(Dataset records)
________

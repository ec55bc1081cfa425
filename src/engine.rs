//! The simulation engine.
//!
//! [`Engine`] owns everything a running field needs: the particle pool, the
//! mode controller, the cursor, the random source and the background loader.
//! A host drives it with one [`Engine::frame`] call per display refresh and
//! forwards pointer input with [`Engine::set_pointer`] /
//! [`Engine::clear_pointer`].
//!
//! ```ignore
//! let mut engine = Engine::new(EngineConfig::default(), 1280, 720, rasterizer);
//! engine.request_shapes(vec![SourceConfig::text("HELLO")]);
//!
//! loop {
//!     engine.frame(&mut canvas, Duration::from_millis(16));
//! }
//! ```
//!
//! Morph requests never block the frame loop. Extraction runs in the
//! background; the old state keeps animating until the result arrives, and
//! the switch happens at the start of the next frame. Every request bumps a
//! generation counter, and results for anything but the latest generation
//! are dropped.

use std::sync::Arc;
use std::time::{Duration, Instant};

use glam::Vec2;

use crate::config::EngineConfig;
use crate::layout;
use crate::loader::{ExtractionBatch, ShapeLoader};
use crate::mode::{Mode, ModeController};
use crate::pool::ParticlePool;
use crate::raster::RasterScanner;
use crate::shape::{Shape, SourceConfig};
use crate::spawn::SpawnContext;
use crate::surface::DrawSurface;
use crate::text::TextRasterizer;

/// Particles fainter than this are not drawn.
const DRAW_ALPHA_MIN: f32 = 0.01;
/// Particles fainter than this take no part in connections.
const CONNECT_ALPHA_MIN: f32 = 0.05;
/// Connection lines fainter than this are not drawn.
const LINE_ALPHA_MIN: f32 = 0.02;
const LINE_WIDTH: f32 = 1.0;

/// A running particle field.
pub struct Engine {
    config: EngineConfig,
    pool: ParticlePool,
    modes: ModeController,
    cursor: Option<Vec2>,
    surface: Vec2,
    ctx: SpawnContext,
    loader: ShapeLoader,
    /// Latest request issued.
    generation: u64,
    /// Generation still waiting on extraction, if any.
    pending: Option<u64>,
}

impl Engine {
    /// Allocate the pool for a `width` x `height` surface and enter ambient mode.
    pub fn new(
        config: EngineConfig,
        width: u32,
        height: u32,
        rasterizer: Arc<dyn TextRasterizer>,
    ) -> Self {
        let mut ctx = match config.seed {
            Some(seed) => SpawnContext::from_seed(seed),
            None => SpawnContext::new(),
        };
        let surface = Vec2::new(width as f32, height as f32);
        let pool = ParticlePool::new(config.pool_size, &mut ctx, surface);
        let loader = ShapeLoader::new(RasterScanner::new(&config.scan), rasterizer);

        log::info!(
            "engine initialized: {} particles on {}x{}",
            pool.len(),
            width,
            height
        );

        let mut engine = Self {
            config,
            pool,
            modes: ModeController::new(),
            cursor: None,
            surface,
            ctx,
            loader,
            generation: 0,
            pending: None,
        };
        // Nothing is visible until the ambient growth timer lets it in
        engine.pool.hide_from(0);
        engine
    }

    /// Stop background work and release the pool.
    pub fn shutdown(self) {
        log::info!("engine shutting down after {} request(s)", self.generation);
        self.loader.shutdown();
    }

    // ========== Input ==========

    /// Cursor position in surface-local pixels.
    pub fn set_pointer(&mut self, position: Vec2) {
        self.cursor = Some(position);
    }

    /// The pointer left the surface; nothing is repelled.
    pub fn clear_pointer(&mut self) {
        self.cursor = None;
    }

    /// Set the surface size used by the next update.
    pub fn resize(&mut self, width: u32, height: u32) {
        let size = Vec2::new(width as f32, height as f32);
        if size != self.surface {
            log::debug!("surface resized to {width}x{height}");
            self.surface = size;
        }
    }

    // ========== Requests ==========

    /// Morph into the given sources, or return to ambient when `sources` is
    /// empty. Never fails: sources that cannot be extracted are dropped and,
    /// if none remain, the field returns to ambient.
    ///
    /// Returns the generation assigned to this request.
    pub fn request_shapes(&mut self, sources: Vec<SourceConfig>) -> u64 {
        self.generation += 1;
        let generation = self.generation;

        if sources.is_empty() {
            log::debug!("request #{generation}: no sources");
            self.pending = None;
            self.apply_ambient_transition();
        } else {
            log::debug!("request #{generation}: extracting {} source(s)", sources.len());
            self.pending = Some(generation);
            self.loader.submit(generation, sources);
        }
        generation
    }

    /// Block until the latest request has been applied, or `timeout` passes.
    /// Returns `true` if nothing is pending anymore.
    pub fn wait_for_shapes(&mut self, timeout: Duration) -> bool {
        let deadline = Instant::now() + timeout;
        while self.pending.is_some() {
            let remaining = deadline.saturating_duration_since(Instant::now());
            if remaining.is_zero() {
                break;
            }
            match self.loader.recv_timeout(remaining) {
                Some(batch) => self.handle_batch(batch),
                None => break,
            }
        }
        self.pending.is_none()
    }

    /// Whether a request is still being extracted.
    pub fn is_pending(&self) -> bool {
        self.pending.is_some()
    }

    fn poll_requests(&mut self) {
        while let Some(batch) = self.loader.try_recv() {
            self.handle_batch(batch);
        }
    }

    fn handle_batch(&mut self, batch: ExtractionBatch) {
        if batch.generation != self.generation {
            log::debug!(
                "discarding stale result #{} (latest is #{})",
                batch.generation,
                self.generation
            );
            return;
        }
        self.pending = None;
        self.apply_shapes(batch.shapes);
    }

    fn apply_shapes(&mut self, shapes: Vec<Shape>) {
        if shapes.is_empty() {
            log::debug!("no usable shapes; returning to ambient");
            self.apply_ambient_transition();
            return;
        }

        let mut placements = layout::place(shapes, self.surface, &self.config.layout);
        let assigned = layout::assign_targets(
            &mut self.pool,
            &mut placements,
            &mut self.ctx,
            &self.config.layout,
        );
        log::debug!(
            "morphing {} shape(s) with {} of {} particles",
            placements.len(),
            assigned,
            self.pool.len()
        );
        self.modes.enter_morph();
    }

    /// Leave morph mode: scatter targets and restart the ambient timers.
    /// Does nothing if already ambient.
    fn apply_ambient_transition(&mut self) {
        if self.modes.enter_ambient() {
            self.pool.scatter_targets(&mut self.ctx, self.surface);
        }
    }

    // ========== Frame ==========

    /// Advance one frame and draw it. The surface size is re-read every frame.
    pub fn frame<S: DrawSurface + ?Sized>(&mut self, surface: &mut S, delta: Duration) {
        let (width, height) = surface.size();
        self.resize(width, height);
        self.update(delta);
        self.draw(surface);
    }

    /// Apply finished requests and step the active mode.
    pub fn update(&mut self, delta: Duration) {
        self.poll_requests();
        self.modes.tick(delta);

        match self.modes.mode() {
            Mode::Ambient => {
                let active = self.active_count();
                self.pool.update_ambient(
                    &self.config.ambient,
                    active,
                    self.surface,
                    self.cursor,
                    &mut self.ctx,
                );
            }
            Mode::Morph => self.pool.update_morph(&self.config.morph, self.cursor),
        }
    }

    /// Draw the current state without advancing it.
    pub fn draw<S: DrawSurface + ?Sized>(&self, surface: &mut S) {
        surface.clear(self.config.background);

        if self.modes.mode() == Mode::Ambient {
            self.draw_connections(surface);
        }

        for p in self.pool.iter() {
            if p.is_visible() && p.alpha() > DRAW_ALPHA_MIN {
                surface.fill_circle(p.position(), p.radius(), p.color(), p.alpha());
            }
        }
    }

    fn draw_connections<S: DrawSurface + ?Sized>(&self, surface: &mut S) {
        let max_dist = self.connection_distance();
        if max_dist < self.config.ambient.min_connection_distance {
            return;
        }
        let color = self.config.ambient.line_color;

        let linked: Vec<(Vec2, f32)> = self
            .pool
            .iter()
            .take(self.active_count())
            .filter(|p| p.is_visible() && p.alpha() > CONNECT_ALPHA_MIN)
            .map(|p| (p.position(), p.alpha()))
            .collect();

        for (i, &(a, alpha_a)) in linked.iter().enumerate() {
            for &(b, alpha_b) in &linked[i + 1..] {
                let d = b - a;
                if d.x.abs() > max_dist || d.y.abs() > max_dist {
                    continue;
                }
                let dist = d.length();
                if dist >= max_dist {
                    continue;
                }
                let alpha = (1.0 - dist / max_dist) * alpha_a.min(alpha_b) * 0.8;
                if alpha > LINE_ALPHA_MIN {
                    surface.stroke_line(a, b, LINE_WIDTH, color, alpha);
                }
            }
        }
    }

    // ========== Read access ==========

    pub fn mode(&self) -> Mode {
        self.modes.mode()
    }

    pub fn pool(&self) -> &ParticlePool {
        &self.pool
    }

    pub fn config(&self) -> &EngineConfig {
        &self.config
    }

    /// Latest request generation (0 before any request).
    pub fn generation(&self) -> u64 {
        self.generation
    }

    pub fn cursor(&self) -> Option<Vec2> {
        self.cursor
    }

    pub fn surface_size(&self) -> Vec2 {
        self.surface
    }

    /// Milliseconds since the field last entered ambient mode.
    pub fn ambient_elapsed_ms(&self) -> f32 {
        self.modes.clock().elapsed_ms()
    }

    /// Ambient particles allowed to be visible right now.
    pub fn active_count(&self) -> usize {
        self.modes
            .clock()
            .active_count(&self.config.ambient)
            .min(self.pool.len())
    }

    /// Current ambient connection distance.
    pub fn connection_distance(&self) -> f32 {
        self.modes.clock().connection_distance(&self.config.ambient)
    }
}
//! Error types for morphfield.
//!
//! Extraction errors never escape a morph request: the loader logs them and
//! treats the source as having produced no points. Configuration and GPU
//! errors belong to the host layer and are returned to the caller.

use std::path::PathBuf;

use thiserror::Error;

/// Errors raised while turning a source into a pixel buffer.
#[derive(Debug, Error)]
pub enum ExtractionError {
    /// The image could not be opened or decoded.
    #[error("failed to load image '{path}': {source}")]
    Image {
        path: String,
        #[source]
        source: image::ImageError,
    },
    /// No font is registered for the requested family and there is no default.
    #[error("no font available for family '{0}'")]
    NoFont(String),
    /// The text source was empty or only whitespace.
    #[error("text source is empty")]
    EmptyText,
    /// The scaled buffer would have zero width or height.
    #[error("source '{0}' renders to an empty buffer")]
    ZeroSize(String),
}

/// Errors that can occur while loading configuration.
#[derive(Debug, Error)]
pub enum ConfigError {
    /// Failed to read a file from disk.
    #[error("failed to read '{}': {source}", path.display())]
    Io {
        path: PathBuf,
        #[source]
        source: std::io::Error,
    },
    /// The TOML document is malformed or has the wrong shape.
    #[error("invalid configuration: {0}")]
    Parse(#[from] toml::de::Error),
    /// A font file exists but could not be parsed.
    #[error("invalid font '{}': {reason}", path.display())]
    Font { path: PathBuf, reason: String },
}

/// Errors that can occur during GPU initialization.
#[derive(Debug, Error)]
pub enum GpuError {
    /// Failed to create a surface for rendering.
    #[error("failed to create GPU surface: {0}")]
    SurfaceCreation(#[from] wgpu::CreateSurfaceError),
    /// No compatible GPU adapter found.
    #[error("no compatible GPU adapter found; a WebGPU/Vulkan/Metal/DX12 capable GPU is required")]
    NoAdapter,
    /// Failed to create GPU device.
    #[error("failed to create GPU device: {0}")]
    DeviceCreation(#[from] wgpu::RequestDeviceError),
    /// The surface reported no usable texture formats.
    #[error("surface is not supported by the selected adapter")]
    UnsupportedSurface,
}

/// Errors that stop the window host.
#[derive(Debug, Error)]
pub enum HostError {
    #[error("event loop error: {0}")]
    EventLoop(#[from] winit::error::EventLoopError),
    #[error("failed to create window: {0}")]
    Window(#[from] winit::error::OsError),
    #[error(transparent)]
    Gpu(#[from] GpuError),
}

________

> **Exercise**: Copy each line of the records that contains the word "Instant".

> **Expected output**:
use std::time::{Duration, Instant};
        let deadline = Instant::now() + timeout;
            let remaining = deadline.saturating_duration_since(Instant::now());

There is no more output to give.